Jessica Gould: Hi, Brian.
Brian: The chancellor joined the mayor for this morning's daily brief. What's the headline?
Jessica: School is not just open today, it's open tomorrow. [chuckles] That's what we know so far about how much school will be open this week, the average 7-day positivity rate was 2.7%. We're back up, not as high as we were on Friday when the mayor said the closures could be imminent, but it is a day-to-day question right now.
Brian: We may hear more from Governor Cuomo later today, but he has said that he will not intervene in local school closure policies, as long as they don't allow for more than 9% positivity rate before closing. How did the mayor come to land on 3% during the summer when the policy was set, remind us of that?
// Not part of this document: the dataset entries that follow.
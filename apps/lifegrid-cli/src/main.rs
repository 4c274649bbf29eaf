use std::path::PathBuf;
use std::time::{Duration, Instant};

use anyhow::{Context, bail};
use clap::{Parser, Subcommand};
use glam::Vec3;
use lifegrid_common::{CellCoord, LifeConfig};
use lifegrid_input::{Button, InputEvent, InputMapper, dispatch};
use lifegrid_kernel::{GridStore, LifeEngine, PATTERNS, SharedEngine, patterns};
use lifegrid_render::{CellHandles, CellMaterial, Renderer, TextRenderer};
use lifegrid_sched::TickTimer;
use lifegrid_tools::GridInspector;
use tracing_subscriber::EnvFilter;

#[derive(Parser)]
#[command(name = "lifegrid", about = "Conway's Game of Life on a fixed square grid")]
struct Cli {
    /// Enable verbose logging
    #[arg(short, long)]
    verbose: bool,

    #[command(subcommand)]
    command: Commands,
}

#[derive(Subcommand)]
enum Commands {
    /// Print crate versions
    Info,
    /// Build a grid and run it for a number of ticks
    Run(RunArgs),
    /// Check that a glider reappears shifted by (+1, +1) after 4 ticks
    Glider {
        /// Grid side length (at least 10)
        #[arg(short, long, default_value = "10")]
        size: usize,
    },
    /// List built-in patterns
    Patterns,
}

#[derive(clap::Args)]
struct RunArgs {
    /// JSON configuration file (gridSize, tickIntervalSeconds, initialAliveProbability, seed)
    #[arg(short, long)]
    config: Option<PathBuf>,
    /// Grid side length
    #[arg(long, allow_negative_numbers = true)]
    size: Option<i64>,
    /// Seed for the initial state
    #[arg(long)]
    seed: Option<u64>,
    /// Probability that each cell starts alive
    #[arg(short, long)]
    probability: Option<f64>,
    /// Seconds between ticks in realtime mode
    #[arg(short, long)]
    interval: Option<f64>,
    /// Number of ticks to run
    #[arg(short, long, default_value = "10")]
    ticks: u64,
    /// Built-in pattern to stamp before running
    #[arg(long)]
    pattern: Option<String>,
    /// Top-left cell for --pattern, as X,Y
    #[arg(long, value_parser = parse_coord, default_value = "0,0")]
    at: CellCoord,
    /// Click a cell alive before running, as X,Y (repeatable)
    #[arg(long, value_parser = parse_coord)]
    paint: Vec<CellCoord>,
    /// Print every generation
    #[arg(short, long)]
    render: bool,
    /// Tick on a timer thread at the configured interval instead of stepping
    #[arg(long)]
    realtime: bool,
    /// Print the final summary as JSON
    #[arg(long)]
    json: bool,
}

fn parse_coord(s: &str) -> Result<CellCoord, String> {
    let (x, y) = s
        .split_once(',')
        .ok_or_else(|| format!("expected X,Y, got {s:?}"))?;
    let x = x.trim().parse().map_err(|e| format!("bad x in {s:?}: {e}"))?;
    let y = y.trim().parse().map_err(|e| format!("bad y in {s:?}: {e}"))?;
    Ok(CellCoord::new(x, y))
}

fn main() -> anyhow::Result<()> {
    let cli = Cli::parse();

    let filter = if cli.verbose { "debug" } else { "info" };
    tracing_subscriber::fmt()
        .with_env_filter(EnvFilter::new(filter))
        .init();

    match cli.command {
        Commands::Info => {
            println!("lifegrid v{}", env!("CARGO_PKG_VERSION"));
            println!("common: {}", lifegrid_common::crate_info());
            println!("kernel: {}", lifegrid_kernel::crate_info());
            println!("sched: {}", lifegrid_sched::crate_info());
            println!("render: {}", lifegrid_render::crate_info());
            println!("input: {}", lifegrid_input::crate_info());
            println!("tools: {}", lifegrid_tools::crate_info());
        }
        Commands::Run(args) => run(args)?,
        Commands::Glider { size } => glider(size)?,
        Commands::Patterns => {
            for p in PATTERNS {
                let (w, h) = p.extent();
                println!(
                    "{:<8} {}x{} cells={} period={} displacement={:?}",
                    p.name,
                    w,
                    h,
                    p.cells.len(),
                    p.period,
                    p.displacement
                );
            }
        }
    }

    Ok(())
}

fn resolve_config(args: &RunArgs) -> anyhow::Result<LifeConfig> {
    let mut config = match &args.config {
        Some(path) => LifeConfig::from_json_file(path)
            .with_context(|| format!("loading config from {}", path.display()))?,
        None => LifeConfig::default(),
    };
    if let Some(size) = args.size {
        config.grid_size = size;
    }
    if let Some(seed) = args.seed {
        config.seed = Some(seed);
    }
    if let Some(p) = args.probability {
        config.initial_alive_probability = p;
    }
    if let Some(secs) = args.interval {
        config.tick_interval_seconds = secs;
    }
    config.validate()?;
    Ok(config)
}

fn run(args: RunArgs) -> anyhow::Result<()> {
    let config = resolve_config(&args)?;
    tracing::info!(
        size = config.grid_size,
        probability = config.initial_alive_probability,
        seed = ?config.seed,
        "building grid"
    );

    let mut engine = LifeEngine::from_config(&config)?;
    if let Some(name) = &args.pattern {
        let Some(pattern) = patterns::find(name) else {
            bail!("unknown pattern {name:?}; see `lifegrid patterns`");
        };
        engine.stamp(pattern, args.at)?;
    }
    click_cells(&mut engine, &args.paint);
    engine.set_running(true);
    engine.drain_events();

    let renderer = TextRenderer::new();
    if args.render {
        print!("{}", renderer.render(&engine));
    }

    let engine = if args.realtime {
        run_realtime(engine, &config, &args, &renderer)?
    } else {
        run_stepped(engine, &args, &renderer)
    };

    let summary = GridInspector::summary(&engine);
    if args.json {
        println!("{}", serde_json::to_string_pretty(&summary)?);
    } else {
        println!("{summary}");
    }
    Ok(())
}

/// Replay each requested cell as a left click through the input layer.
/// Off-grid clicks are reported and skipped.
fn click_cells(engine: &mut LifeEngine, cells: &[CellCoord]) {
    let mut mapper = InputMapper::new();
    for cell in cells {
        let hover = Some(Vec3::new(cell.x as f32, 0.0, cell.y as f32));
        let click = [
            InputEvent::ButtonPressed(Button::Left),
            InputEvent::ButtonReleased(Button::Left),
        ];
        for action in mapper.frame(&click, hover) {
            if let Err(e) = dispatch(engine, &action) {
                tracing::warn!("paint ignored: {e}");
            }
        }
    }
}

fn material_board(engine: &LifeEngine) -> CellHandles<CellMaterial> {
    CellHandles::build(engine.grid(), |_, alive| CellMaterial::for_state(alive))
}

/// Drain the engine's events into `board`. Returns how many cells were refreshed.
fn refresh_board(engine: &mut LifeEngine, board: &mut CellHandles<CellMaterial>) -> usize {
    let events = engine.drain_events();
    board.sync(engine.grid(), &events, |m, alive| *m = CellMaterial::for_state(alive))
}

/// Drive ticks directly, keeping a material board in sync from events.
fn run_stepped(mut engine: LifeEngine, args: &RunArgs, renderer: &TextRenderer) -> LifeEngine {
    let mut board = material_board(&engine);
    for _ in 0..args.ticks {
        engine.tick();
        let refreshed = refresh_board(&mut engine, &mut board);
        tracing::debug!(generation = engine.generation(), refreshed, "cells refreshed");
        if args.render {
            print!("{}", renderer.render(&engine));
        }
    }
    engine
}

/// Hand the engine to the timer thread and wait for the requested ticks.
///
/// Each poll drains the event log into the material board under the same
/// lock the render reads from, so the log never outgrows one poll period.
fn run_realtime(
    engine: LifeEngine,
    config: &LifeConfig,
    args: &RunArgs,
    renderer: &TextRenderer,
) -> anyhow::Result<LifeEngine> {
    let mut board = material_board(&engine);
    let shared = SharedEngine::new(engine);
    let interval = config.tick_interval()?;
    let timer = TickTimer::spawn(shared.clone(), interval).context("starting tick timer")?;

    let started = Instant::now();
    let mut last_seen = 0;
    while last_seen < args.ticks {
        std::thread::sleep((interval / 4).max(Duration::from_millis(1)));
        let (generation, refreshed, frame) = shared.with(|engine| {
            let refreshed = refresh_board(engine, &mut board);
            let generation = engine.generation();
            let frame = if args.render && generation != last_seen {
                Some(renderer.render(engine))
            } else {
                None
            };
            (generation, refreshed, frame)
        });
        if refreshed > 0 {
            tracing::trace!(generation, refreshed, "cells refreshed");
        }
        if let Some(frame) = frame {
            print!("{frame}");
        }
        last_seen = generation;
    }
    let stats = timer.stop();
    println!(
        "realtime: {} ticks in {:?}, skipped={} ({})",
        stats.advanced,
        started.elapsed(),
        stats.skipped,
        stats.timings
    );

    let refreshed = shared.with(|engine| refresh_board(engine, &mut board));
    tracing::debug!(refreshed, "final board refresh");
    Ok(shared.snapshot())
}

fn glider(size: usize) -> anyhow::Result<()> {
    if size < 10 {
        bail!("glider check needs a grid of at least 10x10, got {size}");
    }
    let Some(pattern) = patterns::find("glider") else {
        bail!("glider pattern missing");
    };
    let mut engine = LifeEngine::new(GridStore::new(size)?);
    engine.stamp(pattern, CellCoord::new(1, 1))?;
    let start = engine.grid().live_cells();

    engine.set_running(true);
    for _ in 0..pattern.period {
        engine.tick();
    }

    let (dx, dy) = pattern.displacement;
    let expected: Vec<CellCoord> = start.iter().map(|c| c.offset(dx, dy)).collect();
    let ok = engine.grid().live_cells() == expected;
    print!("{}", TextRenderer::new().render(&engine));
    println!(
        "Glider after {} ticks shifted by ({dx:+}, {dy:+}): {}",
        pattern.period,
        if ok { "OK" } else { "MISMATCH" }
    );
    if !ok {
        bail!("glider did not translate as expected");
    }
    Ok(())
}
Is Cuomo lurking with all these comments on the brink of overruling the mayor special?
Jessica: I'll start with the 3%, and then we can talk about Governor Cuomo lurking. The mayor, as he told you on Friday, he said again today, it was a standard that he set with medical experts in his administration. I actually asked City Hall to say which ones and why, and they just referred me back to his statement with you on Friday. Nonetheless, he said it was with medical experts that they decided this wasn’t the safest threshold. I asked the union whether they pushed the mayor, the teachers union, to accept that 3% and stick with it, and they said that no, it was what the mayor brought up. They ran it by their medical experts, they concurred and they agreed with it.
I think there's more to find out about where that came from, what the scientific basis of it is, and why it differs from other jurisdictions and the World Health Organization. I also think that it makes sense that the mayor wanted a strict standard, given how much criticism he received in the spring for waiting to close schools, that there could have been a lot of spread and a lot of death avoided if it had happened earlier. Governor Cuomo is definitely lurking. He, this weekend, said that he would advocate for a school-based infection rate being the closure threshold, instead of a city-wide rate, looking at the schools themselves.
I asked directly today during his press conference, whether the governor could overrule him. The mayor said, basically, yes, but that his team is in conversation with the governor's team, and that so far, they're on the same page, they are talking about what it would take to come back after closure, and whether there would be something like the zone closures that they did before where, if you did a testing in a school to find that students could come back, that they were not positive for COVID, then you could reopen.
Brian: Listeners, if you are a New York City public-school parent, do you want to weigh in on this? Do you want to tell us if the likelihood of the schools going all remote again might have changed your plan to keep your kid fully remote, or join the partly in-school hybrid learning for your kid? Yesterday was the deadline for that, we'll get into that too with our education reporter Jessica Gould, or are you making plans to go to work Wednesday or not go to work Wednesday depending on what happens?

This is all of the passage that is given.